[Stored dataset items]

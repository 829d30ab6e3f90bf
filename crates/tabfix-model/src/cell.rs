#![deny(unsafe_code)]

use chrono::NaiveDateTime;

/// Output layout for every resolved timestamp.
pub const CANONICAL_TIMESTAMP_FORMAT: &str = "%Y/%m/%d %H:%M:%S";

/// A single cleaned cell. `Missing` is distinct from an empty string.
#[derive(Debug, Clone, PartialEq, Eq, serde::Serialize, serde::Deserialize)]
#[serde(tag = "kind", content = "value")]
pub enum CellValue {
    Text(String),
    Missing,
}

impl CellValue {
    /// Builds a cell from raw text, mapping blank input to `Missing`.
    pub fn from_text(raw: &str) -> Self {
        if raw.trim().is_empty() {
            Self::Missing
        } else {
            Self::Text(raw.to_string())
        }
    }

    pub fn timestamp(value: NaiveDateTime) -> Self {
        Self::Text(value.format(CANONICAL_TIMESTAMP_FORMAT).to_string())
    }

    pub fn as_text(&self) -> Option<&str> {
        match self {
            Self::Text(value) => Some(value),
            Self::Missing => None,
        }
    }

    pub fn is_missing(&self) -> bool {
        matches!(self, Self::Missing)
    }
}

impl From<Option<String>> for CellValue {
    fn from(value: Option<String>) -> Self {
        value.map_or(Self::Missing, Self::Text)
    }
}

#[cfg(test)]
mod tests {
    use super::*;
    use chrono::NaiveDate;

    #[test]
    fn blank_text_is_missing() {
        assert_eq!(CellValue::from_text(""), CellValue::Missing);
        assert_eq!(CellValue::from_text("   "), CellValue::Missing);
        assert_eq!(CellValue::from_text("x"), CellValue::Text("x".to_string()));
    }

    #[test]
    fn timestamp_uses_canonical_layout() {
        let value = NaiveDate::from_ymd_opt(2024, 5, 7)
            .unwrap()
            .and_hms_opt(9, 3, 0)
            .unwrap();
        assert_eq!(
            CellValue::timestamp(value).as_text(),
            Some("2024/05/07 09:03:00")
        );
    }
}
==
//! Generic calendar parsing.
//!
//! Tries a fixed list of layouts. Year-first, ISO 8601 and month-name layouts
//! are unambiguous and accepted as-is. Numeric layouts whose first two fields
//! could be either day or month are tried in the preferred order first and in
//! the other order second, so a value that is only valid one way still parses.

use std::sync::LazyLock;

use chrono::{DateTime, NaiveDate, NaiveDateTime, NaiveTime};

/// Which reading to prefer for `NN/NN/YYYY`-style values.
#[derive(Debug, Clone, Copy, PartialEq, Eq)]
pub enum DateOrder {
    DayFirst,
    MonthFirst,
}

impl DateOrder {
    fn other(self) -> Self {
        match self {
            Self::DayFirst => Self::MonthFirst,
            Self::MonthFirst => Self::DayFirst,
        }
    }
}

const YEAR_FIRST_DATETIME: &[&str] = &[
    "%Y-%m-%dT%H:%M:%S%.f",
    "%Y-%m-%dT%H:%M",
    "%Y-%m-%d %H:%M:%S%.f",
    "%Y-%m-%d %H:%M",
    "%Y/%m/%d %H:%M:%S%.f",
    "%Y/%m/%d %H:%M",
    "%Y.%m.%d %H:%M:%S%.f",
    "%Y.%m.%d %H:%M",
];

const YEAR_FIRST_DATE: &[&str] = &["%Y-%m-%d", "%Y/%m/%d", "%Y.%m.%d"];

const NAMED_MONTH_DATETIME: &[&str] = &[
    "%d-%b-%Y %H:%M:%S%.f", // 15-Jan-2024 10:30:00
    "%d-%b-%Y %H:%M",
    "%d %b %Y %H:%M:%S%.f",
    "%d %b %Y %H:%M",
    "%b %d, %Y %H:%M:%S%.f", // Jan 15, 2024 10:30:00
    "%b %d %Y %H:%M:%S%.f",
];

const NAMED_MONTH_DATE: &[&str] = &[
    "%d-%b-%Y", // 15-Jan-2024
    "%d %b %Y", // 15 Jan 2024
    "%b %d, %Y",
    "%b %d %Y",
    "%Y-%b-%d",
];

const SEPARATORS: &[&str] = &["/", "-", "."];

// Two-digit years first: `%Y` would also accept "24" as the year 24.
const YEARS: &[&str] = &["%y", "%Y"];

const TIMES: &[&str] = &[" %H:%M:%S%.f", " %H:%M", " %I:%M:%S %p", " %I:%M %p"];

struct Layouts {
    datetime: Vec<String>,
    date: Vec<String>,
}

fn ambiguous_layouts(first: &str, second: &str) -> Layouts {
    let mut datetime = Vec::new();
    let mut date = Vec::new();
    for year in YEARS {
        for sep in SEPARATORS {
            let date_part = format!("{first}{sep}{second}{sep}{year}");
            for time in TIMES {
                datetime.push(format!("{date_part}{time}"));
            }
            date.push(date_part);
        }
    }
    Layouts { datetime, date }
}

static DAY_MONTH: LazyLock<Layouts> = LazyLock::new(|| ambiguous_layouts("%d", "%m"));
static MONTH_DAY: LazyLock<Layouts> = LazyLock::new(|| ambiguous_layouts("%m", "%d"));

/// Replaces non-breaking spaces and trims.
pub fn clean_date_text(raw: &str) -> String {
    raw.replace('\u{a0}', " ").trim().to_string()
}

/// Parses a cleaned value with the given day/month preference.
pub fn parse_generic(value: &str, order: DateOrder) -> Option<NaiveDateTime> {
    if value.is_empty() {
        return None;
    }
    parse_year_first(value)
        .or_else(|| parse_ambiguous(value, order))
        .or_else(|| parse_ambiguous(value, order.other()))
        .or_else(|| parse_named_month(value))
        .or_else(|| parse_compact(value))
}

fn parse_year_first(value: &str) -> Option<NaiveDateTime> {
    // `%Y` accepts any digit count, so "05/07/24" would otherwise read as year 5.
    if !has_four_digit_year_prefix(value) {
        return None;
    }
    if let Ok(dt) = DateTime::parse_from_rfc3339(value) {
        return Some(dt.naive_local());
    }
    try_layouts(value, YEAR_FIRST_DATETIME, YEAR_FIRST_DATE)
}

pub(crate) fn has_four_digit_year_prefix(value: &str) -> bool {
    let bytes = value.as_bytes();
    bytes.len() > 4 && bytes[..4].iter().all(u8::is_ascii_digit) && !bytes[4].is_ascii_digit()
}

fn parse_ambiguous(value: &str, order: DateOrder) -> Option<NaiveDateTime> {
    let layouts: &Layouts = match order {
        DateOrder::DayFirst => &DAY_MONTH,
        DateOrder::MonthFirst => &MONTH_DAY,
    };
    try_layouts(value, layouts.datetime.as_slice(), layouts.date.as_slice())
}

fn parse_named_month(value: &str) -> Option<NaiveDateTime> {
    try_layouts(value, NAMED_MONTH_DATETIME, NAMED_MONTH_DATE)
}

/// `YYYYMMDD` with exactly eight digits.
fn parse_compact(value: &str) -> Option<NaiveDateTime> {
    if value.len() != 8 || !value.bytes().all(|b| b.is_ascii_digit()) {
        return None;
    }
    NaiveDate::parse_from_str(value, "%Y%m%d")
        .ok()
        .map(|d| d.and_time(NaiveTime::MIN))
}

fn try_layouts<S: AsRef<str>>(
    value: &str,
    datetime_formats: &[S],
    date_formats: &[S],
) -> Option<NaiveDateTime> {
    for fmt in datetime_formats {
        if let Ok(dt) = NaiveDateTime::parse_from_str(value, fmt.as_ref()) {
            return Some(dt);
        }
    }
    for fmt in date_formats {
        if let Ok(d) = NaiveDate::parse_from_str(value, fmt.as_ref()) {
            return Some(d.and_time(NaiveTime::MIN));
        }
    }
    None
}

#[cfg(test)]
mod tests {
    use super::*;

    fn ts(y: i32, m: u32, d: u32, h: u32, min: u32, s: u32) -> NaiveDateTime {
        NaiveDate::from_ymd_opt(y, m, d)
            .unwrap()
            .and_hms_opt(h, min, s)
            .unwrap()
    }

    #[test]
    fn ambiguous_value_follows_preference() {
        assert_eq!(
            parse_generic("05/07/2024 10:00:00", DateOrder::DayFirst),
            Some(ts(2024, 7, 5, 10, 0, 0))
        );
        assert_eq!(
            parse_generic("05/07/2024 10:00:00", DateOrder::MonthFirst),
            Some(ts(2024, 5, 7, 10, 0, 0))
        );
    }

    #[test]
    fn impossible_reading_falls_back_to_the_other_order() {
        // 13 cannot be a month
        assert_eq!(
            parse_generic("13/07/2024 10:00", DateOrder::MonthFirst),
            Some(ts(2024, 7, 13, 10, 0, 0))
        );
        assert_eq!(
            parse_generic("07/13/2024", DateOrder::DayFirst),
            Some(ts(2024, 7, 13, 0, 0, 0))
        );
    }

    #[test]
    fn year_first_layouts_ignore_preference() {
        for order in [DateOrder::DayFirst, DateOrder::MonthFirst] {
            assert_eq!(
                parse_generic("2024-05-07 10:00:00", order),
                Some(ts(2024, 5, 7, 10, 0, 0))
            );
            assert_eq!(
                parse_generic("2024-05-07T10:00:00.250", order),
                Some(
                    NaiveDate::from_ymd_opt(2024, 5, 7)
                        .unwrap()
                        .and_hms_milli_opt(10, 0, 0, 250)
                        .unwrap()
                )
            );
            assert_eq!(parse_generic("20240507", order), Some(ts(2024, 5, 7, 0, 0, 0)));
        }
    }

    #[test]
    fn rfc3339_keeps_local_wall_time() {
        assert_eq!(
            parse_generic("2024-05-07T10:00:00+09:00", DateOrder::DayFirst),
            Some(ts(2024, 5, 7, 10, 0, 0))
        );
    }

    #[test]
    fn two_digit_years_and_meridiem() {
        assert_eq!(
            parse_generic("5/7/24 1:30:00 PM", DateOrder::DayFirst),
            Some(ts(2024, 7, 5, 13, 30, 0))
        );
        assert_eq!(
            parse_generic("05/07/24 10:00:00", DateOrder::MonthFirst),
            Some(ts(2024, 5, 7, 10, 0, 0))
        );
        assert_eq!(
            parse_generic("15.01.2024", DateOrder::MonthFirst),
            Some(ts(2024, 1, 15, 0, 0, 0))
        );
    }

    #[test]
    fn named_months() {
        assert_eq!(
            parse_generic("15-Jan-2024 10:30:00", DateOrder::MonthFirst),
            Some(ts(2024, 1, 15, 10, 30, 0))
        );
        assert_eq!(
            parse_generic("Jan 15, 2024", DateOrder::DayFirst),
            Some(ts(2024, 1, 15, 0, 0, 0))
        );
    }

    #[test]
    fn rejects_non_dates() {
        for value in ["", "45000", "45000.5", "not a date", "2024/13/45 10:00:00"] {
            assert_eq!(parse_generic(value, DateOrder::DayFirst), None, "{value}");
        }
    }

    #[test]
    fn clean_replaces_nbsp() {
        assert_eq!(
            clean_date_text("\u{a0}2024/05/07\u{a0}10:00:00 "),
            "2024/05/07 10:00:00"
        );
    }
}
...
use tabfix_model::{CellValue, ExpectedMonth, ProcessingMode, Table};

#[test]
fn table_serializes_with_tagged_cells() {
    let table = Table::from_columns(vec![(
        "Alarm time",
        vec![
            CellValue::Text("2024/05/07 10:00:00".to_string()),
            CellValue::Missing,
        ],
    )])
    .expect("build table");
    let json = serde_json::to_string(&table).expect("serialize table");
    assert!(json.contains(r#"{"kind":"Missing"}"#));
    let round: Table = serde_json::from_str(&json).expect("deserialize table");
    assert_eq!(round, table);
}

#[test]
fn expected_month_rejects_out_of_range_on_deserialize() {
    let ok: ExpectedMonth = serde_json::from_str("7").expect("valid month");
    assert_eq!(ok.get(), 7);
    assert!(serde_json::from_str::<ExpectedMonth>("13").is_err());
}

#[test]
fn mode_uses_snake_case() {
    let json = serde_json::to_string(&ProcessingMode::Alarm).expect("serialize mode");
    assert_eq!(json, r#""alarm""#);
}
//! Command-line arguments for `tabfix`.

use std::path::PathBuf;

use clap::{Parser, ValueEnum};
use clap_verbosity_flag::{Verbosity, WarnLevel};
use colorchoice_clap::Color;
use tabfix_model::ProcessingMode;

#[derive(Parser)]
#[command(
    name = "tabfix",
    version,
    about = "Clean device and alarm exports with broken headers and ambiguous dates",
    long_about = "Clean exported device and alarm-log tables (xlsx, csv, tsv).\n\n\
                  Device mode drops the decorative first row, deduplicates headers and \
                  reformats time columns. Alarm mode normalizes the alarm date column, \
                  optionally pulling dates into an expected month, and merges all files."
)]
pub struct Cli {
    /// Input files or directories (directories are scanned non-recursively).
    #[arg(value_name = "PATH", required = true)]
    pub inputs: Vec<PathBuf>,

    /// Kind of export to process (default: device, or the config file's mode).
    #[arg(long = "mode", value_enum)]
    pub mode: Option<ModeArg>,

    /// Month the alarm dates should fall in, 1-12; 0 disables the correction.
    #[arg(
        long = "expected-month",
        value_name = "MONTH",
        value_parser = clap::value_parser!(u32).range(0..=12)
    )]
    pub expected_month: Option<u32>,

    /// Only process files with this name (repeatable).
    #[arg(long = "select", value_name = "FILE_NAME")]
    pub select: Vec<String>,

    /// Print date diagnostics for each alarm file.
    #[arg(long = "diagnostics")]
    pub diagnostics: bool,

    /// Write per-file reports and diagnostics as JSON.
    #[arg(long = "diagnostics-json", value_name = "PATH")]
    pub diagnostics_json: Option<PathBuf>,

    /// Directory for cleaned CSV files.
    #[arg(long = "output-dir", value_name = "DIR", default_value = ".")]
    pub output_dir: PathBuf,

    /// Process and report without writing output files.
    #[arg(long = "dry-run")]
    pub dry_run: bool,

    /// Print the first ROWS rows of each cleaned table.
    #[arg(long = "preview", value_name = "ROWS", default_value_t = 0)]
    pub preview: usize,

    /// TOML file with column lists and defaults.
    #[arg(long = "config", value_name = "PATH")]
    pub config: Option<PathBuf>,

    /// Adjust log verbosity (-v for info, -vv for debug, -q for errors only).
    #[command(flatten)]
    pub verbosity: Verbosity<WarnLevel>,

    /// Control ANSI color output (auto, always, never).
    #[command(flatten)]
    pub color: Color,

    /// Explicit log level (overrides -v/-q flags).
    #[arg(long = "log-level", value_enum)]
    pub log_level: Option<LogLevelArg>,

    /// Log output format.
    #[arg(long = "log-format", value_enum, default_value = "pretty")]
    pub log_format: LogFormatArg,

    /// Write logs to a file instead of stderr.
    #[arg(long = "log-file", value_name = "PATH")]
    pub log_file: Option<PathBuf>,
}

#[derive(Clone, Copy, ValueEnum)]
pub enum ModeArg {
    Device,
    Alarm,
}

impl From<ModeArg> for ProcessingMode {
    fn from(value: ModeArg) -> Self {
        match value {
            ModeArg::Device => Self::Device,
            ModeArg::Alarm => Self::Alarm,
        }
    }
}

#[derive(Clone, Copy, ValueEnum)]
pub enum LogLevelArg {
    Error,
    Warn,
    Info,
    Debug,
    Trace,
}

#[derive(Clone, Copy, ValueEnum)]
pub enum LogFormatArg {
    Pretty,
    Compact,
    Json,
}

- EXERCISE DESCRIPTION
What number of lines in the data contain the word "WarnLevel"? Give the number and nothing else.

- RESPONSE
2